The Five Most Important Protective Measures
First, multi-factor authentication for all access points, especially fiduciary software, e-banking interfaces and cloud storage. Second, store client data encrypted (at rest and in transit) and restrict access strictly on a need-to-know basis. Not every employee needs access to every dossier. Third, configure email security with SPF, DKIM and DMARC. Spoofed emails sent in the fiduciary's name to clients (business email compromise) are a common attack pattern. Fourth, offline backups following the 3-2-1 rule, tested monthly and stored in a physically separate location. Fifth, a documented data deletion policy, because fiduciary firms often retain former clients' data for years without a legal basis.

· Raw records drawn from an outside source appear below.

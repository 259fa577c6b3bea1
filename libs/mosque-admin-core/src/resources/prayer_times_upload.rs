//! Timetable upload
//!
//! An upload replaces a mosque's timetable for a year, so it invalidates the
//! `prayer-times` root rather than a root of its own.

use crate::api::SharedApiClient;
use crate::models::{PrayerTimeUploadOut, PrayerTimesUploadQuery, UploadFile};
use crate::mutation::{MutationCallbacks, MutationSpec};
use std::sync::Arc;

/// Validated upload request, built by `PrayerTimesUploadForm::into_request`
#[derive(Debug, Clone, PartialEq, Eq)]
pub struct UploadPrayerTimes {
    pub query: PrayerTimesUploadQuery,
    pub file: UploadFile,
}

#[must_use]
pub fn upload_prayer_times_mutation(
    api: &SharedApiClient,
    callbacks: MutationCallbacks<PrayerTimeUploadOut>,
) -> MutationSpec<UploadPrayerTimes, PrayerTimeUploadOut> {
    let api = Arc::clone(api);
    MutationSpec::new("uploading prayer times", move |request: UploadPrayerTimes| {
        let api = Arc::clone(&api);
        async move {
            api.upload_prayer_times(&request.query, &request.file)
                .await
                .map(|response| response.data)
        }
    })
    .invalidates(super::prayer_times::ROOT)
    .success_message("Prayer times uploaded successfully!")
    .error_message("Failed to upload prayer times")
    .with_callbacks(callbacks)
}

#[cfg(test)]
mod tests {
    use super::*;
    use crate::cache::QueryCache;
    use crate::client::QueryClient;
    use crate::forms::PrayerTimesUploadForm;
    use crate::test_utils::{ops, MockApiClient, MockResponse, RecordingNotifier, TEST_MOSQUE_ID};
    use serde_json::json;

    #[tokio::test]
    async fn test_upload_sends_query_and_file() {
        let mock = Arc::new(MockApiClient::new().with_response(
            ops::UPLOAD_PRAYER_TIMES,
            MockResponse::data(&PrayerTimeUploadOut {
                id: "up-1".to_string(),
                mosque_id: TEST_MOSQUE_ID.to_string(),
                year: 2024,
                rows_imported: 366,
            }),
        ));
        let api: SharedApiClient = mock.clone();
        let client = QueryClient::new(QueryCache::new_default(), Arc::new(RecordingNotifier::new()));

        let request = PrayerTimesUploadForm::new(TEST_MOSQUE_ID, 2024)
            .with_file(UploadFile::new("2024.csv", Some("text/csv"), b"date,fajr\n".to_vec()))
            .into_request()
            .unwrap();
        let out = client
            .mutation(upload_prayer_times_mutation(&api, MutationCallbacks::new()))
            .mutate(request)
            .await
            .unwrap()
            .unwrap();

        assert_eq!(out.rows_imported, 366);
        let call = mock.last_call(ops::UPLOAD_PRAYER_TIMES).unwrap();
        assert_eq!(call.payload["query"]["file_type"], json!("csv"));
        assert_eq!(call.payload["file_name"], json!("2024.csv"));
    }

    #[test]
    fn test_upload_invalidates_prayer_times() {
        let api: SharedApiClient = Arc::new(MockApiClient::new());
        let spec = upload_prayer_times_mutation(&api, MutationCallbacks::new());
        assert_eq!(spec.invalidates, vec!["prayer-times"]);
    }
}
//! Mosque Admin Core - server-state layer of the mosque administration client
//!
//! This library covers everything between the admin screens and the mosque
//! REST API: deterministic query keys, a shared injectable cache, read and
//! write descriptors with a uniform invalidation convention, and typed
//! transforms from raw form state to API payloads.
//!
//! # Features
//!
//! - **Query Keys**: `[root, {path}?, {params}?]` keys that compare by value
//! - **Shared Cache**: moka-backed cache with invalidation by resource root
//! - **Mutations**: notifications, callbacks and invalidation on every settle
//! - **Resources**: events, prayer configuration, iqama rules, prayer times,
//!   timetable uploads, calculation methods and mosque details
//! - **Forms**: raw input to payload, or a complete set of field errors
//!
//! # Quick Start
//!
//! ```no_run
//! use mosque_admin_core::resources::prayer_iqama;
//! use mosque_admin_core::{load_config, QueryClient, SharedApiClient, TracingNotifier};
//! use std::sync::Arc;
//!
//! # async fn example(api: SharedApiClient) -> mosque_admin_core::Result<()> {
//! let client = QueryClient::from_config(&load_config()?, Arc::new(TracingNotifier))?;
//! let notifier = client.shared_notifier();
//!
//! let mosque_id = client.selected_mosque_id(None);
//! let read = prayer_iqama::prayer_iqamas_query(&api, &notifier, mosque_id);
//! if let Some(rules) = client.fetch_query(&read).await?.into_data() {
//!     println!("{} iqama rules", rules.len());
//! }
//! # Ok(())
//! # }
//! ```
//!
//! # Crate Features
//!
//! - `test-utils`: Enable test utilities (for testing only)

pub mod api;
pub mod cache;
pub mod client;
pub mod config;
pub mod config_loader;
pub mod error;
pub mod forms;
pub mod models;
pub mod mutation;
pub mod notify;
pub mod observability;
pub mod query;
pub mod query_key;
pub mod resources;

#[cfg(any(test, feature = "test-utils"))]
pub mod test_utils;

pub use api::{ApiClient, ApiResponse, SharedApiClient};
pub use cache::{QueryCache, QueryCacheConfig, QueryCacheStats};
pub use client::QueryClient;
pub use config::{AdminConfig, MosqueSettings};
pub use config_loader::{load_config, load_config_from_env, load_config_with_paths, ConfigLoader};
pub use error::{AdminError, FieldErrors, Result};
pub use mutation::{Mutation, MutationCallbacks, MutationOutcome, MutationSpec, MutationState};
pub use notify::{Notifier, SharedNotifier, TracingNotifier};
pub use observability::{init_tracing, ObservabilityConfig};
pub use query::{fetch_required, FetchMessages, QueryOutcome, QuerySpec};
pub use query_key::{
    build_query_key, build_query_key_with_path, KeyToken, ParamValue, PathSegment, QueryKey,
    QueryParams, ToQueryParams,
};
//! Mosque details form

use super::{parse_optional_f64, require};
use crate::error::FieldErrors;
use crate::models::{MosqueOut, MosqueUpdate};
use serde::{Deserialize, Serialize};

#[derive(Debug, Clone, Default, PartialEq, Eq, Serialize, Deserialize)]
pub struct MosqueForm {
    pub name: String,
    pub address: String,
    pub city: String,
    pub country: String,
    pub latitude: String,
    pub longitude: String,
    pub timezone: String,
}

impl MosqueForm {
    #[must_use]
    pub fn from_mosque(mosque: &MosqueOut) -> Self {
        Self {
            name: mosque.name.clone(),
            address: mosque.address.clone().unwrap_or_default(),
            city: mosque.city.clone().unwrap_or_default(),
            country: mosque.country.clone().unwrap_or_default(),
            latitude: mosque.latitude.unwrap_or_default().to_string(),
            longitude: mosque.longitude.unwrap_or_default().to_string(),
            timezone: mosque.timezone.clone().unwrap_or_default(),
        }
    }

    /// Convert to an update payload
    ///
    /// # Errors
    /// Returns field errors for blank required fields and out-of-range coordinates
    pub fn to_payload(&self) -> Result<MosqueUpdate, FieldErrors> {
        let mut errors = FieldErrors::new();
        require(&mut errors, "name", &self.name, "Name is required");
        require(&mut errors, "address", &self.address, "Address is required");
        require(&mut errors, "city", &self.city, "City is required");
        require(&mut errors, "country", &self.country, "Country is required");
        require(&mut errors, "timezone", &self.timezone, "Timezone is required");

        let latitude = Self::coordinate(&mut errors, "latitude", &self.latitude, 90.0);
        let longitude = Self::coordinate(&mut errors, "longitude", &self.longitude, 180.0);

        errors.into_result(MosqueUpdate {
            name: self.name.trim().to_string(),
            address: self.address.trim().to_string(),
            city: self.city.trim().to_string(),
            country: self.country.trim().to_string(),
            latitude,
            longitude,
            timezone: self.timezone.trim().to_string(),
        })
    }

    fn coordinate(errors: &mut FieldErrors, field: &str, raw: &str, limit: f64) -> f64 {
        let label = if field == "latitude" { "Latitude" } else { "Longitude" };
        match parse_optional_f64(errors, field, raw) {
            Some(value) if value.abs() <= limit => value,
            Some(_) => {
                errors.insert(field, format!("{label} must be between -{limit} and {limit}"));
                0.0
            }
            None => {
                errors.insert(field, format!("{label} is required"));
                0.0
            }
        }
    }
}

Supply Chain and Software Vendor Risk
A frequently underestimated risk is the supply chain. Fiduciary firms use specialised software (Abacus, Sage, Bexio, Infoniqa), e-banking interfaces and cloud services. Each of these connections is a potential entry point. Check whether your software vendors operate an ISMS, what their patch cycles look like and whether data is hosted in Switzerland. Require your IT service providers to furnish evidence of regular security audits. Since the ISG (Information Security Act) reporting obligation came into force, IT service providers for critical infrastructures are also subject to mandatory reporting, which increases the pressure across the entire chain.
Next Steps
MilesGuard offers fiduciary firms a tailored security assessment: we review your infrastructure, your software landscape and your organisational measures against the requirements of the nDSG and the recommendations of Treuhand Suisse. You receive a prioritised action plan, and on request we support the implementation as an external security officer (vCISO). This protects not only your own firm, but the trust of your clients.
Quellen
- [1] Treuhand Suisse / Treuhand 4.0
- [2] SME Cyber Study 2025 FHNW/digitalswitzerland
- [3] nDSG (fedlex.admin.ch)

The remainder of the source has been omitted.